Minister of Health, Prof Isaac Adewole, stated this at a press briefing to commemorate the 2018 World Hepatitis Day.
He said Nigeria has a prevalence of 11 percent for Hepatitis B and 2.2 percent for Hepatitis C respectively.
This is even as former Head of State, Yakubu Gowon, who is Viral Hepaptitis goodwill Ambassador, urged the Federal Government to come up with a National Treatment Programme to tackle viral hepatitis.
Adewole said it is imperative for all hands to be on deck to help the over 300 million infected with the disease.
“It is estimated that about 300 million people are living with viral hepatitis. Most of them may not be aware of this and so we need regular diagnosis to reduce the burden and deaths due to Hepatitis.

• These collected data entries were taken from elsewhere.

//! Statement, block and program nodes.

use std::fmt;

use super::{Expr, Ident};
use crate::{Span, Spanned};

/// Statement node.
#[derive(Clone, PartialEq, Eq, Hash)]
pub struct Stmt {
    pub kind: StmtKind,
    pub span: Span,
}

impl Stmt {
    pub fn new(kind: StmtKind, span: Span) -> Self {
        Stmt { kind, span }
    }
}

impl fmt::Debug for Stmt {
    fn fmt(&self, f: &mut fmt::Formatter<'_>) -> fmt::Result {
        write!(f, "{:?} @ {:?}", self.kind, self.span)
    }
}

impl Spanned for Stmt {
    fn span(&self) -> Span {
        self.span
    }
}

/// Statement kinds.
#[derive(Clone, PartialEq, Eq, Hash, Debug)]
pub enum StmtKind {
    /// Expression evaluated for its value: `f(x);`
    Expr(Expr),
    /// Declaration: `var x = e;`
    Var { name: Ident, value: Expr },
    /// Assignment: `x = e;`
    Assign { name: Ident, value: Expr },
    /// `return e;`
    Return(Expr),
    /// Bounded loop over an array binding: `for (x, i in xs) { ... }`
    Loop(LoopStmt),
}

/// A bounded loop over the elements of a named array.
#[derive(Clone, PartialEq, Eq, Hash, Debug)]
pub struct LoopStmt {
    /// Identifier naming the array to iterate.
    pub source: Ident,
    /// Name bound to each element.
    pub element: Ident,
    /// Optional name bound to each element's 0-based position.
    pub index: Option<Ident>,
    pub body: Block,
}

/// Braced statement sequence.
#[derive(Clone, PartialEq, Eq, Hash, Debug)]
pub struct Block {
    pub statements: Vec<Stmt>,
    pub span: Span,
}

impl Block {
    pub fn new(statements: Vec<Stmt>, span: Span) -> Self {
        Block { statements, span }
    }
}

impl Spanned for Block {
    fn span(&self) -> Span {
        self.span
    }
}

/// Root node handed to the evaluator.
#[derive(Clone, PartialEq, Eq, Hash, Debug, Default)]
pub struct Program {
    pub statements: Vec<Stmt>,
}

impl Program {
    pub fn new(statements: Vec<Stmt>) -> Self {
        Program { statements }
    }
}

“Permit me to add that viral hepatitis is a global infectious disease and worldwide, one in every twelve (12) persons is estimated to be living with the infection. This translates to approximately 292 million people who are actively infected with Hepatitis B virus while 71 million are actively infected with Hepatitis C virus. It is very disheartening that globally, an estimated 1.8 million children under five (5) years have Hepatitis B infection despite the availability of a potent vaccine that could be used to protect children against the virus.
“In 2015, about 1.34 million deaths were recorded from Viral Hepatitis globally; this number is comparable to deaths caused by tuberculosis. It is also higher when compared to deaths caused by HIV/AIDS. I must say that it is sad that while mortality from tuberculosis and HIV is on the decline, the number of deaths from Viral Hepatitis is on the increase as reported in the WHO Report of 2017.
“According to the same WHO report, 22 million Nigerians are estimated to be infected with Hepatitis B while roughly 4 million are infected with Hepatitis C. May I inform you that there are other sub-types of the viral agents that are responsible for Hepatitis, such as Hepatitis A Virus and Hepatitis D Virus. However, Hepatitis B and C are responsible for 96% of all mortality due to Viral Hepatitis. Nigeria has a prevalence of 11% for Hepatitis B and 2.2% for Hepatitis C respectively (FMOH, 2013),” Adewole stated.
The Minister said cases of viral hepatitis are more common amongst people between the ages of 21 and 40.
He noted that the risk factors include local circumcision, local uvelectomy, and scarifications on the body. Other predisposing factors include surgical procedures, deliveries that occur at home and blood transfusion.
He reiterated the commitment of the Federal Government to eliminate Viral Hepatitis by the year 2030 in line with the Sustainable Development Goals (SDGs).
He lamented the fact that out of the over 300 million people living with viral hepatitis globally, 90 percent of them do not know their status.
“In Nigeria, the knowledge of viral hepatitis remains low even though it is a leading cause of death. As a result, most Nigerians living with Viral Hepatitis B or C are undiagnosed, increasing the likelihood of transmission to others. It also places the individual at the greater risk of severe, even fatal health complications such as liver cirrhosis and liver cancer (hepatocellular carcinoma)”, he said.
Gowon said for Nigeria to properly address the issue of hepatitis, there is need for the federal government and all state governments to give serious consideration to an upward review of the annual budgetary allocation to the federal and states ministries of Health to a benchmark that can reduce the burden of viral hepatitis and inclusion into the National Health Insurance Scheme (NHIS) to improve the quality and access to medical facilities across the country.